(WHAT IS BEING ASKED)
Output every line from the beginning of the records through the line that contains "pub const fn", exactly as it appears.

(THE INPUT)
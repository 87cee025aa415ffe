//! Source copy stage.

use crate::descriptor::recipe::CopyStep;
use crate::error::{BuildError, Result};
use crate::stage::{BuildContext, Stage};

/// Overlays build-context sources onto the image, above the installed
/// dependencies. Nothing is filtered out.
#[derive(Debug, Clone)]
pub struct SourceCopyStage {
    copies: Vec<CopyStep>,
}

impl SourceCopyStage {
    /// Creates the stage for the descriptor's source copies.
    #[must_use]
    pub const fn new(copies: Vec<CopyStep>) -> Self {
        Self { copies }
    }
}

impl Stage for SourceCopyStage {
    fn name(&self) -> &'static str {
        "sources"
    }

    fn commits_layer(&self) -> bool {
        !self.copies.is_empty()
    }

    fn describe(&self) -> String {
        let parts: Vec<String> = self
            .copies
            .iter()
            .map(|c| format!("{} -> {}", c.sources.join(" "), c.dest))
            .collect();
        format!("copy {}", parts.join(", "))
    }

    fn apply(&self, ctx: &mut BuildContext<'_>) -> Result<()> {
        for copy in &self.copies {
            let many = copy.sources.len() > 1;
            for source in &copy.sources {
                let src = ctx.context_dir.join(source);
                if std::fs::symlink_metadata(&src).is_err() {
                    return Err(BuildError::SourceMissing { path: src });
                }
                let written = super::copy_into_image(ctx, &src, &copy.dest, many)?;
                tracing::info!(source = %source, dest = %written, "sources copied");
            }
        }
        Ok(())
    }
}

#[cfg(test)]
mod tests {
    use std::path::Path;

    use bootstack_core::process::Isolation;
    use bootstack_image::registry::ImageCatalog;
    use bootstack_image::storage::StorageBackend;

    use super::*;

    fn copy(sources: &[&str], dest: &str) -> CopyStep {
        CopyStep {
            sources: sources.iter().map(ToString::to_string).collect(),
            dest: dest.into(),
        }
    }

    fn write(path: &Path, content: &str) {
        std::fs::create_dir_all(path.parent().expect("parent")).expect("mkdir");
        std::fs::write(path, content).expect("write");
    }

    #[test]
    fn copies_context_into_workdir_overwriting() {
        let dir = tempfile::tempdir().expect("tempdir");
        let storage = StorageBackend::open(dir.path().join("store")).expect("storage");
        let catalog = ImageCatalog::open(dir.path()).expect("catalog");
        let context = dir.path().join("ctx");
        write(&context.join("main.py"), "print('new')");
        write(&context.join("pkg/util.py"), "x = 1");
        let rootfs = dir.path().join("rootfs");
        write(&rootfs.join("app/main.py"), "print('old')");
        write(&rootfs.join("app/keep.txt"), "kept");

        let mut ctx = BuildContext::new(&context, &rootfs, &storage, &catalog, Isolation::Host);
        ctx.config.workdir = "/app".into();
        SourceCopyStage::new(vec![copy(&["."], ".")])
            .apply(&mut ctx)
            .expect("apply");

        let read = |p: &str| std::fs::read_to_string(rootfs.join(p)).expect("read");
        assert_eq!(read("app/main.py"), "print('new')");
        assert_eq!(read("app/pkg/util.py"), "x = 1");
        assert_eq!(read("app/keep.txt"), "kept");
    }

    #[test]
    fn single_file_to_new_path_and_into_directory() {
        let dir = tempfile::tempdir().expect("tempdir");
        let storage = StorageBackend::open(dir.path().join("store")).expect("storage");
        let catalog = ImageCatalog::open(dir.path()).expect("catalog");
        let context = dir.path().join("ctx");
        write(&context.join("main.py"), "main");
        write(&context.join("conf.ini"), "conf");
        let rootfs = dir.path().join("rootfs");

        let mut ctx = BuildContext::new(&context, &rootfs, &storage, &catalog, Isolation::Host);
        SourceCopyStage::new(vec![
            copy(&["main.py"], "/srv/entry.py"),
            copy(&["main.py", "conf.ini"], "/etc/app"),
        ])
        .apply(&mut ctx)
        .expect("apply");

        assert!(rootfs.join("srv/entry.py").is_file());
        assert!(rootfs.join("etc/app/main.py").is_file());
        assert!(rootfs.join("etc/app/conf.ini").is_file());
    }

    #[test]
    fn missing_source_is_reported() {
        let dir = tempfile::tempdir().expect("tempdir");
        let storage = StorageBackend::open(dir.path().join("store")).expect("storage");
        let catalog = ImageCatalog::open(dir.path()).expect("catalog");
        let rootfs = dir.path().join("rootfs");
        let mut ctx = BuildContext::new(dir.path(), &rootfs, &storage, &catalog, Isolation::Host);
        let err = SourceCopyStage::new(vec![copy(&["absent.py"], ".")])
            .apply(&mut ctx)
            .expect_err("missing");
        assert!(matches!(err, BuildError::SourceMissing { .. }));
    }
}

(ANSWER BELOW)
repository 87cee025aa415ffe
//! Source copy stage.

use crate::descriptor::recipe::CopyStep;
use crate::error::{BuildError, Result};
use crate::stage::{BuildContext, Stage};

/// Overlays build-context sources onto the image, above the installed
/// dependencies. Nothing is filtered out.
#[derive(Debug, Clone)]
pub struct SourceCopyStage {
    copies: Vec<CopyStep>,
}

impl SourceCopyStage {
    /// Creates the stage for the descriptor's source copies.
    #[must_use]
    pub const fn new(copies: Vec<CopyStep>) -> Self {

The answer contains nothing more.